* _WORK INSTRUCTIONS_: Go over the data and copy out each line with "Some" in it.

* _ENTRIES SHOWN_:
//! Reply constructors shared across handlers.

use minirc_proto::{Message, Response};

pub fn err_nosuchnick(server_name: &str, nick: &str, target: &str) -> Message {
    Message::reply(
        server_name,
        Response::ERR_NOSUCHNICK,
        vec![nick.to_string(), target.to_string()],
        Some("No such nick/channel".to_string()),
    )
}

pub fn err_nosuchchannel(server_name: &str, nick: &str, channel: &str) -> Message {
    Message::reply(
        server_name,
        Response::ERR_NOSUCHCHANNEL,
        vec![nick.to_string(), channel.to_string()],
        Some("No such channel".to_string()),
    )
}

pub fn err_cannotsendtochan(server_name: &str, nick: &str, channel: &str) -> Message {
    Message::reply(
        server_name,
        Response::ERR_CANNOTSENDTOCHAN,
        vec![nick.to_string(), channel.to_string()],
        Some("Cannot send to channel".to_string()),
    )
}

pub fn err_unknowncommand(server_name: &str, nick: &str, verb: &str) -> Message {
    Message::reply(
        server_name,
        Response::ERR_UNKNOWNCOMMAND,
        vec![nick.to_string(), verb.to_string()],
        Some("Unknown command".to_string()),
    )
}

pub fn err_notonchannel(server_name: &str, nick: &str, channel: &str) -> Message {
    Message::reply(
        server_name,
        Response::ERR_NOTONCHANNEL,
        vec![nick.to_string(), channel.to_string()],
        Some("You're not on that channel".to_string()),
    )
}

pub fn err_bannedfromchan(server_name: &str, nick: &str, channel: &str) -> Message {
    Message::reply(
        server_name,
        Response::ERR_BANNEDFROMCHAN,
        vec![nick.to_string(), channel.to_string()],
        Some("Cannot join channel (banned)".to_string()),
    )
}

pub fn err_noprivileges(server_name: &str, nick: &str, channel: &str) -> Message {
    Message::reply(
        server_name,
        Response::ERR_NOPRIVILEGES,
        vec![nick.to_string(), channel.to_string()],
        Some("Permission Denied".to_string()),
    )
}

/// The 353/366 pair answering a NAMES query.
pub fn names_replies(
    server_name: &str,
    nick: &str,
    channel: &str,
    names: &[String],
) -> (Message, Message) {
    let namreply = Message::reply(
        server_name,
        Response::RPL_NAMREPLY,
        vec![nick.to_string(), "=".to_string(), channel.to_string()],
        Some(names.join(" ")),
    );
    let endofnames = Message::reply(
        server_name,
        Response::RPL_ENDOFNAMES,
        vec![nick.to_string(), channel.to_string()],
        Some("End of /NAMES list.".to_string()),
    );
    (namreply, endofnames)
}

* _YOUR RESPONSE_:
        Some("No such nick/channel".to_string()),
        Some("No such channel".to_string()),
        Some("Cannot send to channel".to_string()),
        Some("Unknown command".to_string()),
        Some("You're not on that channel".to_string()),
        Some("Cannot join channel (banned)".to_string()),
        Some("Permission Denied".to_string()),
        Some(names.join(" ")),
        Some("End of /NAMES list.".to_string()),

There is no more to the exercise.